In 1993, the State Council and the Central Military Commission agreed to establish a project to build Meilan Airport. In May 1996, the State Planning Commission approved the airport project budget, and construction started in November of the same year.

Passed the national inspection and acceptance in March 1999. On May 13 of the same year, the Civil Aviation Administration of China issued a reply for the opening of Meilan Airport, and it was officially put into operation on the 25th.

After the completion of the airport, in order to meet the increasing demand of passengers, the east/west side corridors of the T1 terminal were expanded in 2002 and 2014 respectively. The terminal building was expanded in 2003. After the expansion, the terminal area reached 102,000 square meters, with a design capacity of 9.3 million passengers per year, 135,000 tons of cargo and mail, and 50,000 flights. The international terminal was also put into use in 2014, and the aviation tourism city/transportation center and the new airport hotel were also put into use in 2018.

The airport terminal has 60,200 square metres of space, with 45 check-in counters and 11 security checkpoints. The airport is staffed by 565 employees.
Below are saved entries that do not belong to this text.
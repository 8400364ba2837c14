//! One open document: a `DocumentBuffer` paired with the surface showing it.
//!
//! All content flow between the two goes through here. Surface edits update
//! the buffer; host-initiated replacements update the buffer and are pushed
//! into the surface, whose echo the bridge discards. A re-entrancy guard
//! keeps a push from feeding back into the buffer update path even if the
//! surface reports it synchronously.

use std::path::{Path, PathBuf};

use crate::model::DocumentBuffer;
use crate::services::fs::{FileSystem, FsError};
use crate::services::surface::bridge::PushOutcome;
use crate::services::surface::{BridgeEvent, EditingSurfaceBridge, ProtocolError, SurfaceError};

#[derive(Debug, thiserror::Error)]
pub enum SessionError {
    /// Save attempted before a target path was chosen
    #[error("document has no file to save to")]
    NoTargetFile,

    #[error("save failed: {0}")]
    IoFailure(#[source] FsError),
}

#[derive(Debug)]
pub struct DocumentSession {
    buffer: DocumentBuffer,
    bridge: EditingSurfaceBridge,
    applying_host_change: bool,
}

impl DocumentSession {
    pub fn new(bridge: EditingSurfaceBridge) -> Self {
        Self {
            buffer: DocumentBuffer::new(),
            bridge,
            applying_host_change: false,
        }
    }

    pub fn buffer(&self) -> &DocumentBuffer {
        &self.buffer
    }

    pub fn bridge(&self) -> &EditingSurfaceBridge {
        &self.bridge
    }

    pub fn bridge_mut(&mut self) -> &mut EditingSurfaceBridge {
        &mut self.bridge
    }

    pub fn content(&self) -> &str {
        self.buffer.content()
    }

    pub fn file_path(&self) -> Option<&Path> {
        self.buffer.file_path()
    }

    pub fn is_modified(&self) -> bool {
        self.buffer.is_modified()
    }

    /// Load content that is not an edit and show it in the surface
    pub fn open(&mut self, initial_content: &str) -> Result<PushOutcome, SurfaceError> {
        self.buffer.reset(initial_content);
        self.push_guarded(initial_content)
    }

    /// Load a file's content and bind the session to it
    pub fn open_file(&mut self, path: PathBuf, content: &str) -> Result<PushOutcome, SurfaceError> {
        self.buffer.set_file_path(Some(path));
        self.open(content)
    }

    /// The user changed the surface buffer.
    ///
    /// Returns true when the modified flag flipped.
    pub fn on_surface_edit(&mut self, text: String) -> bool {
        if self.applying_host_change {
            tracing::trace!(surface = %self.bridge.id(), "edit during host push ignored");
            return false;
        }
        self.buffer.set_content(text)
    }

    /// The host replaces the content (e.g. an undo performed outside the surface).
    ///
    /// Returns true when the modified flag flipped.
    pub fn on_buffer_external_change(&mut self, text: &str) -> Result<bool, SurfaceError> {
        if self.applying_host_change {
            return Ok(false);
        }
        let flipped = self.buffer.set_content(text);
        self.push_guarded(text)?;
        Ok(flipped)
    }

    fn push_guarded(&mut self, text: &str) -> Result<PushOutcome, SurfaceError> {
        self.applying_host_change = true;
        let outcome = self.bridge.push_content(text);
        self.applying_host_change = false;
        outcome
    }

    /// Route one surface notification.
    ///
    /// Returns true when the modified flag flipped.
    pub fn handle_notification(&mut self, payload: &str) -> Result<bool, ProtocolError> {
        let mut flipped = false;
        for event in self.bridge.handle_notification(payload)? {
            match event {
                BridgeEvent::Ready => {}
                BridgeEvent::UserEdit(text) => flipped ^= self.on_surface_edit(text),
            }
        }
        Ok(flipped)
    }

    /// Write the content to the bound file.
    ///
    /// The content is snapshotted when the save begins; on failure the
    /// buffer is left exactly as it was.
    pub fn save(&mut self, fs: &dyn FileSystem) -> Result<(), SessionError> {
        let path = self
            .buffer
            .file_path()
            .map(Path::to_path_buf)
            .ok_or(SessionError::NoTargetFile)?;
        let snapshot = self.buffer.content().to_string();

        fs.write_all_text(&path, &snapshot)
            .map_err(SessionError::IoFailure)?;
        self.buffer.mark_saved_as(&snapshot);
        tracing::info!(path = %path.display(), "document saved");
        Ok(())
    }

    /// Bind to `path` and save; the previous binding is restored on failure
    pub fn save_as(&mut self, fs: &dyn FileSystem, path: PathBuf) -> Result<(), SessionError> {
        let previous = self.buffer.file_path().map(Path::to_path_buf);
        self.buffer.set_file_path(Some(path));
        let result = self.save(fs);
        if result.is_err() {
            self.buffer.set_file_path(previous);
        }
        result
    }

    /// Release the surface
    pub fn dispose(&mut self) {
        self.bridge.dispose();
    }
}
A new international terminal opened on August 14, 2013. Situated at the east side of the existing terminal, this new apron increases international capacity to ten flights, from the previous capacity of three. Construction of this new terminal began on April 18, 2011.

===Second phase===
In order to meet the increasing passenger flow demand, the second phase of the project was launched in 2016.
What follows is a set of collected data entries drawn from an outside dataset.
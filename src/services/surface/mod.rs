//! Embedded editing surfaces.
//!
//! A surface is an opaque, independently rendered text editor (an embedded
//! web view, a native widget, an out-of-process component). The host can
//! only drive it through a string command channel and learns about its state
//! through notifications that arrive later on the control thread.
//!
//! Architecture:
//! - `SurfaceChannel` is the host's handle: `initialize()` and `send(script)`
//! - Surfaces post notifications onto a shared `SurfaceBus`, tagged with their id
//! - The controller drains the bus each tick and routes notifications to the
//!   owning `EditingSurfaceBridge`
//!
//! Nothing here touches document state off the control thread.

pub mod bridge;
pub mod headless;
pub mod protocol;

use std::fmt;
use std::sync::mpsc;

pub use bridge::{BridgeEvent, EditingSurfaceBridge};
pub use headless::{HeadlessSurface, HeadlessSurfaceFactory, HeadlessSurfaceHandle};
pub use protocol::{ProtocolError, SurfaceCommand, SurfaceNotification};

/// Unique identifier of one surface instance
#[derive(Debug, Clone, Copy, PartialEq, Eq, Hash, PartialOrd, Ord)]
pub struct SurfaceId(pub u64);

impl fmt::Display for SurfaceId {
    fn fmt(&self, f: &mut fmt::Formatter<'_>) -> fmt::Result {
        write!(f, "surface#{}", self.0)
    }
}

/// Errors raised by the command channel itself
#[derive(Debug, thiserror::Error)]
pub enum SurfaceError {
    #[error("{0} has been disposed")]
    Disposed(SurfaceId),

    #[error("{id} rejected command: {reason}")]
    Rejected { id: SurfaceId, reason: String },

    #[error(transparent)]
    Protocol(#[from] ProtocolError),
}

/// Host-side handle to one embedded surface
pub trait SurfaceChannel {
    /// Request initialization; completion is signalled by a `ready` notification
    fn initialize(&mut self) -> Result<(), SurfaceError>;

    /// Send one encoded command (fire-and-forget)
    fn send(&mut self, script: &str) -> Result<(), SurfaceError>;
}

/// Creates surfaces for new tabs
pub trait SurfaceFactory {
    fn create(&mut self, id: SurfaceId, outbox: SurfaceOutbox) -> Box<dyn SurfaceChannel>;
}

/// A raw notification as posted by a surface
#[derive(Debug, Clone, PartialEq, Eq)]
pub struct SurfaceMessage {
    pub surface: SurfaceId,
    pub payload: String,
}

/// Sending half handed to a surface so it can post notifications
#[derive(Debug, Clone)]
pub struct SurfaceOutbox {
    surface: SurfaceId,
    sender: mpsc::Sender<SurfaceMessage>,
}

impl SurfaceOutbox {
    pub fn surface(&self) -> SurfaceId {
        self.surface
    }

    /// Post a notification; dropped silently once the host side is gone
    pub fn post(&self, notification: &SurfaceNotification) {
        let _ = self.sender.send(SurfaceMessage {
            surface: self.surface,
            payload: notification.encode(),
        });
    }

    /// Post an already-encoded payload
    pub fn post_raw(&self, payload: impl Into<String>) {
        let _ = self.sender.send(SurfaceMessage {
            surface: self.surface,
            payload: payload.into(),
        });
    }
}

/// Channel carrying notifications from every surface to the control thread
///
/// Unbounded: notifications are small and drained every tick.
pub struct SurfaceBus {
    sender: mpsc::Sender<SurfaceMessage>,
    receiver: mpsc::Receiver<SurfaceMessage>,
}

impl SurfaceBus {
    pub fn new() -> Self {
        let (sender, receiver) = mpsc::channel();
        Self { sender, receiver }
    }

    /// Outbox for the surface with the given id
    pub fn outbox(&self, surface: SurfaceId) -> SurfaceOutbox {
        SurfaceOutbox {
            surface,
            sender: self.sender.clone(),
        }
    }

    /// Drain everything posted so far (non-blocking), in arrival order
    pub fn try_recv_all(&self) -> Vec<SurfaceMessage> {
        let mut messages = Vec::new();
        while let Ok(msg) = self.receiver.try_recv() {
            messages.push(msg);
        }
        messages
    }
}

impl Default for SurfaceBus {
    fn default() -> Self {
        Self::new()
    }
}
The second phase expanded the airport to the north and included:

- A new 3600m x 60m runway (numbered 10/28), suitable for A380 aircraft, with two parallel taxiways
- A Cat III ILS (instrument landing system)
- A new terminal (numbered terminal 2) approximately double the size of terminal 1

The new terminal opened on 2 December 2021. Flights HU7181 to Beijing and CZ6444 to Shenzhen took off simultaneously to mark the occasion. The international section of the new terminal opened on 7 February 2023, replacing the original international terminal to the east of terminal 1.

===Third phase===
In 2023, the Department of Transportation of the Hainan Provincial Government announced plans for a third phase of development for the airport, including a third terminal. Goals included continuing to build the airport's route network, building up supporting industries around the airport and increasing the airport's capacity to 40 flights per hour.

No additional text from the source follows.